Как уже было отмечено в первой главе, аналогии между системой акционерных декретных компаний XVII–XVIII веков и системой транснациональных корпораций XX века не следует преувеличивать. Акционерные декретные компании были частично правительственными, частично деловыми организациями, которые специализировались территориально для исключения других подобных организаций. Они были немногочисленны и связаны с консолидацией и экспансией территориальной исключительности европейской системы суверенных государств. Транснациональные корпорации, которые возникли в конце XIX—начале XX века, напротив, были строго деловыми организациями, которые функционально специализировались на определенном направлении бизнеса во множестве юрисдикций. Они были намного более многочисленными, чем акционерные декретные компании, и последовательно подрывали центральную роль межгосударственной системы в качестве основного локуса мировой власти.
И хотя это отличие позволяет оценить развитие капиталистического мира–экономики за последние триста лет, не следует считать, что оно происходило линейно: на самом деле имело место чередование противоположных типов организационных структур, в ходе которого корпоративная форма бизнеса появлялась, отступала и возвращалась вновь. Подобное маятниковое движение в развитии исторического капитализма как мировой системы впервые было замечено Анри Пиренном восемьдесят лет тому назад. В своем обзоре социальной истории капитализма, повлиявшем на наше осмысление системных циклов накопления, Пиренн отмечал «удивительную регулярность» чередования стадий «экономической свободы» и «экономического регулирования». Свободная экспансия мобильной торговли уступала место духу регулирования, характерному для городской экономики, который, в свою очередь, сменился индивидуалистической страстью эпохи Возрождения. Она достигла своего пика во второй половине XVI века, когда маятник еще раз качнулся в противоположном направлении. Точно так же как дух регулирования пришел на смену свободе XII века, «так и меркантилизм навязал себя торговле и промышленности в XVII–XVIII веках» (Pirenne 1953: 515).

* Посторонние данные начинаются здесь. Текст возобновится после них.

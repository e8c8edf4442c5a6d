//! musicqna - Main CLI Entry Point

use anyhow::{Context, Result};
use clap::Parser;
use colored::Colorize;
use indicatif::{ProgressBar, ProgressStyle};
use std::path::{Path, PathBuf};
use std::sync::Arc;
use tracing::info;
use tracing_subscriber::{filter::EnvFilter, fmt, prelude::*};

use musicqna::{
    cli::{Args, Commands, Verbosity},
    config::Config,
    curriculum::CurriculumLoader,
    embedding::{needs_regeneration, CandleEmbedder, Embedder, EmbeddingBundle, EmbeddingGenerator},
    eval::{load_questions, EvalLabel, Evaluator},
    llm::ChatClient,
    rag::{Confidence, RAGPipeline, RagResponse, ReRanker, SearchResult, VectorRetriever},
    session::GapAnalyzer,
};

fn init_logging(verbosity: Verbosity) {
    let filter = EnvFilter::try_from_default_env()
        .unwrap_or_else(|_| EnvFilter::new(verbosity.log_filter()));

    tracing_subscriber::registry()
        .with(fmt::layer().with_writer(std::io::stderr))
        .with(filter)
        .init();
}

fn load_config(args: &Args) -> Result<Config> {
    let mut config = match &args.config {
        Some(path) => Config::load_from(path)?,
        None => Config::load()?,
    };
    config.apply_env();
    config.validate()?;
    Ok(config)
}

fn load_embedder(config: &Config) -> Result<Arc<dyn Embedder>> {
    let embedder = CandleEmbedder::load(&config.embedding.model)
        .with_context(|| format!("Failed to load embedding model {}", config.embedding.model))?;
    Ok(Arc::new(embedder))
}

fn open_retriever(config: &Config) -> Result<VectorRetriever> {
    let embedder = load_embedder(config)?;
    let mut retriever =
        VectorRetriever::new(embedder).with_reranker(ReRanker::with_config(config.rerank_config()));
    retriever.load(&config.paths.embeddings).with_context(|| {
        format!(
            "Failed to load embeddings from {} (run `musicqna embed` first)",
            config.paths.embeddings.display()
        )
    })?;
    retriever.build_index()?;
    retriever.prepare()?;
    Ok(retriever)
}

fn progress_bar(len: u64, label: &str, verbosity: Verbosity) -> Result<ProgressBar> {
    if !verbosity.show_progress() {
        return Ok(ProgressBar::hidden());
    }
    let pb = ProgressBar::new(len);
    pb.set_style(
        ProgressStyle::default_bar()
            .template("{spinner:.cyan} {msg} [{bar:40.cyan/blue}] {pos}/{len}")?
            .progress_chars("=>-"),
    );
    pb.set_message(label.to_string());
    Ok(pb)
}

/// Embed the curriculum and persist the bundle
fn run_embed(config: &Config, force: bool, verbosity: Verbosity) -> Result<()> {
    let paths = &config.paths;

    if !force && !needs_regeneration(&paths.curriculum, &paths.embeddings)? {
        println!(
            "{} Embeddings are up to date: {}",
            "✓".green(),
            paths.embeddings.display()
        );
        return Ok(());
    }

    let mut loader = CurriculumLoader::new(&paths.curriculum);
    let records = loader.load()?;
    println!("Loaded {} concepts from {}", records.len(), paths.curriculum.display());

    let embedder = load_embedder(config)?;
    let generator = EmbeddingGenerator::with_batch_size(embedder.as_ref(), config.embedding.batch_size);

    let pb = progress_bar(records.len() as u64, "Embedding", verbosity)?;
    let bundle = generator.generate(records, |done, _| pb.set_position(done as u64))?;
    pb.finish_and_clear();

    bundle.save(&paths.embeddings)?;
    println!(
        "{} Saved {} vectors ({} dims, {}) to {}",
        "✓".green(),
        bundle.len(),
        bundle.dimension,
        bundle.model_name,
        paths.embeddings.display()
    );
    Ok(())
}

fn print_source(source: &SearchResult) {
    let english = if source.record.concept_en.is_empty() {
        String::new()
    } else {
        format!(" ({})", source.record.concept_en)
    };
    println!(
        "  {}. {}{}  {}",
        source.rank,
        source.record.concept_ko.bold(),
        english,
        format!(
            "score {:.4} (raw {:.4}, {:?})",
            source.score, source.base_score, source.alias_match
        )
        .dimmed()
    );
}

fn run_search(config: &Config, query: &str, top_k: Option<usize>, min_score: Option<f32>) -> Result<()> {
    let retriever = open_retriever(config)?;
    let params = config.search_params();
    let results = retriever.search(
        query,
        top_k.unwrap_or(params.top_k),
        min_score.unwrap_or(params.min_score),
    )?;

    if results.is_empty() {
        println!("{}", "No results.".yellow());
        return Ok(());
    }
    for result in &results {
        print_source(result);
    }
    Ok(())
}

fn print_response(response: &RagResponse) {
    let confidence = match response.confidence {
        Confidence::High => "high".green(),
        Confidence::Medium => "medium".yellow(),
        Confidence::None => "none".red(),
        Confidence::Error => "error".red().bold(),
    };

    println!("\n{}", response.answer.trim());
    println!(
        "\n{} {}  {} {:?}",
        "confidence:".dimmed(),
        confidence,
        "coverage:".dimmed(),
        response.coverage
    );
    if !response.detected_terms.is_empty() {
        println!("{} {}", "terms:".dimmed(), response.detected_terms.join(", "));
    }
    if !response.sources.is_empty() {
        println!("{}", "sources:".dimmed());
        for source in &response.sources {
            print_source(source);
        }
    }
}

async fn run_ask(config: &Config, questions: &[String], json: bool) -> Result<()> {
    let retriever = open_retriever(config)?;
    let chat = ChatClient::from_env(&config.llm.api_key_env, config.chat_client_config())?;
    let mut pipeline = RAGPipeline::with_config(Arc::new(retriever), Arc::new(chat), config.rag_config());

    for question in questions {
        println!("{} {}", "Q:".cyan().bold(), question);
        let response = pipeline.answer(question).await;
        if json {
            println!("{}", serde_json::to_string_pretty(&response)?);
        } else {
            print_response(&response);
        }
        println!();
    }

    let stats = pipeline.stats();
    info!(
        total = stats.total_queries,
        successful = stats.successful_answers,
        partial = stats.partial_answers,
        no_data = stats.no_data_answers,
        errors = stats.errors,
        "session finished"
    );

    if let Some(path) = pipeline.save_gap_report(&config.paths.gaps_dir)? {
        println!(
            "{} {} gap(s) recorded: {}",
            "!".yellow(),
            pipeline.gaps().len(),
            path.display()
        );
    }
    Ok(())
}

fn run_stats(config: &Config) -> Result<()> {
    let paths = &config.paths;

    let mut loader = CurriculumLoader::new(&paths.curriculum);
    loader.load()?;
    let stats = loader.statistics();
    println!("{}", "Curriculum".bold());
    println!("  file:                {}", paths.curriculum.display());
    println!("  records:             {}", stats.total_records);
    println!("  avg definition:      {:.1} chars", stats.avg_definition_length);
    println!("  unique names (ko):   {}", stats.unique_concepts_ko);
    println!("  unique names (en):   {}", stats.unique_concepts_en);

    println!("{}", "Embeddings".bold());
    match EmbeddingBundle::load(&paths.embeddings) {
        Ok(bundle) => {
            let stats = bundle.stats();
            println!("  file:                {}", paths.embeddings.display());
            println!("  model:               {}", stats.model_name);
            println!("  vectors:             {}", stats.num_embeddings);
            println!("  dimension:           {}", stats.dimension);
            println!("  norm mean/std:       {:.4} / {:.4}", stats.mean_norm, stats.std_norm);
            if needs_regeneration(&paths.curriculum, &paths.embeddings)? {
                println!("  {}", "stale: curriculum changed since last embed".yellow());
            }
        }
        Err(e) => println!("  {}", e.to_string().yellow()),
    }
    Ok(())
}

fn run_gaps(config: &Config) -> Result<()> {
    let analysis = GapAnalyzer::new().analyze(&config.paths.gaps_dir)?;

    if analysis.total_gaps == 0 {
        println!("No gaps recorded in {}", config.paths.gaps_dir.display());
        return Ok(());
    }

    println!(
        "{} gaps across {} report(s)",
        analysis.total_gaps.to_string().bold(),
        analysis.reports_read
    );
    for (kind, count) in &analysis.by_kind {
        println!("  {:<18} {}", kind.as_str(), count);
    }

    if !analysis.missing_terms.is_empty() {
        println!("{}", "Most frequent missing terms".bold());
        for (term, count) in &analysis.missing_terms {
            println!("  {:<24} {}", term, count);
        }
    }

    for (kind, queries) in &analysis.example_queries {
        println!("{} {}", "Uncovered queries:".bold(), kind.as_str());
        for query in queries {
            println!("  - {}", query);
        }
    }
    Ok(())
}

fn run_eval(
    config: &Config,
    questions_path: &Path,
    top_k: Option<usize>,
    limit: Option<usize>,
    output: Option<PathBuf>,
    verbosity: Verbosity,
) -> Result<()> {
    let mut questions = load_questions(questions_path)?;
    if let Some(limit) = limit {
        questions.truncate(limit);
    }

    let retriever = open_retriever(config)?;
    let top_k = top_k.unwrap_or(config.retrieval.top_k);
    let evaluator = Evaluator::new(&retriever, retriever.records(), top_k);

    let pb = progress_bar(questions.len() as u64, "Evaluating", verbosity)?;
    let report = evaluator.run(&questions, |done, _| pb.set_position(done as u64));
    pb.finish_and_clear();

    let summary = &report.summary;
    println!(
        "{} {}  {} {}  {} {}  (hit rate {:.1}%)",
        "success".green(),
        summary.success,
        "partial".yellow(),
        summary.partial,
        "fail".red(),
        summary.fail,
        summary.hit_rate() * 100.0
    );
    for outcome in report.outcomes.iter().filter(|o| o.label == EvalLabel::Fail) {
        println!("  {} {}", "✗".red(), outcome.question);
    }

    let dir = output.unwrap_or_else(|| {
        PathBuf::from("data/musicqna/eval").join(chrono::Local::now().format("%Y%m%d_%H%M").to_string())
    });
    report.save(&dir)?;
    println!("Results written to {}", dir.display());
    Ok(())
}

#[tokio::main]
async fn main() -> Result<()> {
    let args = Args::parse();
    init_logging(args.verbosity());

    let config = load_config(&args)?;
    let verbosity = args.verbosity();

    match &args.command {
        Commands::Embed { force } => run_embed(&config, *force, verbosity)?,
        Commands::Search {
            query,
            top_k,
            min_score,
        } => run_search(&config, query, *top_k, *min_score)?,
        Commands::Ask { questions, json } => run_ask(&config, questions, *json).await?,
        Commands::Stats => run_stats(&config)?,
        Commands::Gaps => run_gaps(&config)?,
        Commands::Eval {
            questions,
            top_k,
            limit,
            output,
        } => run_eval(&config, questions, *top_k, *limit, output.clone(), verbosity)?,
    }

    Ok(())
}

Тенденция к экономическому регулированию просуществовала только до тех пор, пока в конце XVIII — начале XIX века «изобретение машин и применение пара в производстве не привело к полной дезорганизации условий экономической деятельности». Феномены XVI века были воспроизведены «с десятикратной силой». Вновь возобладала «вера в индивидуализм и либерализм». Под лозунгом
Неограниченная конкуренция заставила [капиталистов] бороться друг с другом и вскоре вызвала сопротивление… со стороны пролетариата, который они эксплуатировали. В то же самое время такое сопротивление вызвало противостояние капиталу, поэтому последнему, страдавшему от злоупотреблений свободой, которая сделала возможным его появление, пришлось заняться своей дисциплиной. Создавались картели, трасты, синдикаты производителей, а государства, сознавая, что нельзя оставлять работодателей и работников наедине с анархией, разработали социальное законодательство (Pirenne 1953: 516).
Вековые колебания, в ходе которых происходила смена пиренновских стадий «экономической свободы» и «экономического регулирования», соответствуют нашей последовательности системных циклов накопления. Генуэзский режим качнул маятник от крайне регулирующего духа капиталистических городов–государств конца XIV — начала XV века (наилучшим олицетворением которого служит венецианский государственно–монополистический капитализм) к сравнительной экономической свободе системы капиталистических «наций», которые в XVI веке регулировали расширенную европейскую валютную и торговую систему избранных рынков сначала Антверпена и Лиона, затем — безансонских и, наконец, пьяченцских ярмарок. Голландский режим, напротив, качнул маятник назад — к прямому участию правительств в поддержке и организации мировых процессов накопления капитала либо напрямую, либо через формирование акционерных компаний, призванных выполнять правительственные функции во внеевропейском мире.